Page 42 - Unit 731 Testimony
P. 42
Constantly forced to be part of the morbid business of infection and
killing, Choi faked appendicitis, which got him sick leave from his job and
a chance to escape. Unfortunately, he was caught by kenpeitai officers and
given the water torture with hot peppers mixed into the water. This caused
him permanent lung damage, and he has been in and out of the hospital for
the past fifty years.
Singapore
In September 1991, journalist Phan Ming Yen of the Singapore Straits
Times broke the story that it had apparently been confirmed that a Japanese
biological warfare installation—rumored but not proven to have existed—
had operated in Singapore. He wrote his story after locating a man who
claimed to have worked in the lab as a youth. Phan announced that "a
Singapore connection has been mentioned fleetingly in some accounts, but
no concrete evidence has been cited until now.

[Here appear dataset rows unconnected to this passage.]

//! Genome buffer: a resizable run of instructions with per-slot flags
//!
//! Heads are plain indices into a buffer and are never updated by it; any
//! resize must be followed by an explicit head adjustment in the engine.

use crate::inst::{InstFlags, Instruction};
use std::ops::Range;

/// Ordered instruction memory with execution-history flags per slot.
#[derive(Clone, Debug, Default)]
pub struct GenomeBuffer {
    insts: Vec<Instruction>,
    flags: Vec<InstFlags>,
    /// Tail contents dropped by the last shrink, reused by necro allocation
    freed: Vec<Instruction>,
}

impl GenomeBuffer {
    pub fn new() -> Self {
        Self::default()
    }

    /// Build a buffer from a genome sequence with all flags clear.
    pub fn from_sequence(seq: &[Instruction]) -> Self {
        Self {
            insts: seq.to_vec(),
            flags: vec![InstFlags::empty(); seq.len()],
            freed: Vec::new(),
        }
    }

    pub fn filled(len: usize, fill: Instruction) -> Self {
        Self::from_sequence(&vec![fill; len])
    }

    #[inline]
    pub fn len(&self) -> usize {
        self.insts.len()
    }

    #[inline]
    pub fn is_empty(&self) -> bool {
        self.insts.is_empty()
    }

    #[inline]
    pub fn get(&self, pos: usize) -> Instruction {
        self.insts[pos]
    }

    #[inline]
    pub fn set(&mut self, pos: usize, inst: Instruction) {
        self.insts[pos] = inst;
    }

    #[inline]
    pub fn flags(&self, pos: usize) -> InstFlags {
        self.flags[pos]
    }

    #[inline]
    pub fn has_flag(&self, pos: usize, flag: InstFlags) -> bool {
        self.flags[pos].contains(flag)
    }

    #[inline]
    pub fn set_flag(&mut self, pos: usize, flag: InstFlags) {
        self.flags[pos].insert(flag);
    }

    #[inline]
    pub fn clear_flag(&mut self, pos: usize, flag: InstFlags) {
        self.flags[pos].remove(flag);
    }

    pub fn clear_all_flags(&mut self) {
        self.flags.iter_mut().for_each(|f| *f = InstFlags::empty());
    }

    /// Copy one slot (instruction and flags) onto another.
    pub fn copy_slot(&mut self, dst: usize, src: usize) {
        self.insts[dst] = self.insts[src];
        self.flags[dst] = self.flags[src];
    }

    pub fn sequence(&self) -> &[Instruction] {
        &self.insts
    }

    pub fn to_sequence(&self) -> Vec<Instruction> {
        self.insts.clone()
    }

    pub fn iter(&self) -> impl Iterator<Item = Instruction> + '_ {
        self.insts.iter().copied()
    }

    /// True when the instructions (flags ignored) equal `seq`.
    pub fn same_sequence(&self, seq: &[Instruction]) -> bool {
        self.insts.as_slice() == seq
    }

    pub fn insert(&mut self, pos: usize, inst: Instruction) {
        self.insts.insert(pos, inst);
        self.flags.insert(pos, InstFlags::empty());
    }

    pub fn insert_slice(&mut self, pos: usize, seq: &[Instruction]) {
        self.insts.splice(pos..pos, seq.iter().copied());
        self.flags
            .splice(pos..pos, std::iter::repeat(InstFlags::empty()).take(seq.len()));
    }

    /// Remove `count` slots starting at `pos`. Clamped to the buffer end.
    pub fn remove(&mut self, pos: usize, count: usize) {
        let end = (pos + count).min(self.len());
        if pos >= end {
            return;
        }
        self.insts.drain(pos..end);
        self.flags.drain(pos..end);
    }

    /// Copy `[start, end)` out as a new buffer, flags included.
    pub fn crop(&self, start: usize, end: usize) -> GenomeBuffer {
        let end = end.min(self.len());
        let start = start.min(end);
        GenomeBuffer {
            insts: self.insts[start..end].to_vec(),
            flags: self.flags[start..end].to_vec(),
            freed: Vec::new(),
        }
    }

    /// Grow or shrink to `new_len`. New slots hold `fill` with clear flags;
    /// a shrink remembers the dropped tail for necro allocation.
    pub fn resize(&mut self, new_len: usize, fill: Instruction) {
        if new_len < self.len() {
            self.freed = self.insts[new_len..].to_vec();
        }
        self.insts.resize(new_len, fill);
        self.flags.resize(new_len, InstFlags::empty());
    }

    /// Grow back over previously freed memory. Returns how many of the new
    /// slots were recovered; any remainder is filled with `fill`.
    pub fn resize_old(&mut self, new_len: usize, fill: Instruction) -> usize {
        let old_len = self.len();
        if new_len <= old_len {
            self.resize(new_len, fill);
            return 0;
        }
        let wanted = new_len - old_len;
        let recovered = wanted.min(self.freed.len());
        let tail: Vec<Instruction> = self.freed.drain(..recovered).collect();
        self.insts.extend(tail);
        self.insts.resize(new_len, fill);
        self.flags.resize(new_len, InstFlags::empty());
        recovered
    }

    pub fn count_flagged(&self, range: Range<usize>, flag: InstFlags) -> usize {
        let end = range.end.min(self.len());
        let start = range.start.min(end);
        self.flags[start..end].iter().filter(|f| f.contains(flag)).count()
    }
}

impl PartialEq for GenomeBuffer {
    fn eq(&self, other: &Self) -> bool {
        self.insts == other.insts
    }
}

impl Eq for GenomeBuffer {}

impl From<&[Instruction]> for GenomeBuffer {
    fn from(seq: &[Instruction]) -> Self {
        Self::from_sequence(seq)
    }
}

#[cfg(test)]
mod tests {
    use super::*;

    fn seq(ops: &[u8]) -> Vec<Instruction> {
        ops.iter().map(|&o| Instruction(o)).collect()
    }

    #[test]
    fn test_insert_remove_keep_flags_aligned() {
        let mut buf = GenomeBuffer::from_sequence(&seq(&[1, 2, 3, 4]));
        buf.set_flag(2, InstFlags::EXECUTED);

        buf.insert(0, Instruction(9));
        assert_eq!(buf.sequence(), seq(&[9, 1, 2, 3, 4]).as_slice());
        // Flag travels with the slot
        assert!(buf.has_flag(3, InstFlags::EXECUTED));
        assert!(!buf.has_flag(0, InstFlags::EXECUTED));

        buf.remove(1, 2);
        assert_eq!(buf.sequence(), seq(&[9, 3, 4]).as_slice());
        assert!(buf.has_flag(1, InstFlags::EXECUTED));

        buf.insert_slice(1, &seq(&[7, 7]));
        assert_eq!(buf.len(), 5);
        assert!(buf.has_flag(3, InstFlags::EXECUTED));
    }

    #[test]
    fn test_remove_is_clamped() {
        let mut buf = GenomeBuffer::from_sequence(&seq(&[1, 2, 3]));
        buf.remove(2, 10);
        assert_eq!(buf.sequence(), seq(&[1, 2]).as_slice());
        buf.remove(5, 1);
        assert_eq!(buf.len(), 2);
    }

    #[test]
    fn test_crop_copies_flags() {
        let mut buf = GenomeBuffer::from_sequence(&seq(&[1, 2, 3, 4, 5]));
        buf.set_flag(3, InstFlags::COPIED);
        let child = buf.crop(2, 5);
        assert_eq!(child.sequence(), seq(&[3, 4, 5]).as_slice());
        assert!(child.has_flag(1, InstFlags::COPIED));
    }

    #[test]
    fn test_resize_old_recovers_freed_tail() {
        let mut buf = GenomeBuffer::from_sequence(&seq(&[1, 2, 3, 4, 5]));
        buf.resize(2, Instruction(0));
        assert_eq!(buf.sequence(), seq(&[1, 2]).as_slice());

        // Grow past the freed region: 3 recovered, 2 filled
        let recovered = buf.resize_old(7, Instruction(0));
        assert_eq!(recovered, 3);
        assert_eq!(buf.sequence(), seq(&[1, 2, 3, 4, 5, 0, 0]).as_slice());
    }

    #[test]
    fn test_count_flagged() {
        let mut buf = GenomeBuffer::filled(6, Instruction(0));
        buf.set_flag(0, InstFlags::EXECUTED);
        buf.set_flag(4, InstFlags::EXECUTED);
        buf.set_flag(5, InstFlags::COPIED);
        assert_eq!(buf.count_flagged(0..6, InstFlags::EXECUTED), 2);
        assert_eq!(buf.count_flagged(0..4, InstFlags::EXECUTED), 1);
        assert_eq!(buf.count_flagged(3..100, InstFlags::COPIED), 1);
    }
}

"Confirmation of the Singapore secret laboratory was made following
a Straits Times interview with Mr. Othman Wok, sixty-seven, former
minister for social affairs, who said he worked as an assistant in the
laboratory for over two years during the Japanese Occupation." According
to the Straits Times article, the research unit, code-named Oka 9420, was
situated in a building now occupied by the Drug Administration Division of
the Ministry of Health, and "local historians contacted were unaware of the
existence of the laboratory.
Singapore was captured by the Japanese in February 1942. Several
months later, Othman, then seventeen years old, found himself looking for
employment in the occupied land, and his uncle, who worked in a Japanese-
run laboratory, provided a recommendation that enabled Mr. Othman to get
a job. His unwitting contribution to Japan's biological warfare program thus
began.
Seven Chinese, Indian, and Malay boys working in the lab were all
assigned the task of picking fleas from rats and putting them into
containers. The article quotes Othman Wok as saying, "It was an
unforgettable experience. It was the first time that I was doing something
which made me feel like a medical student."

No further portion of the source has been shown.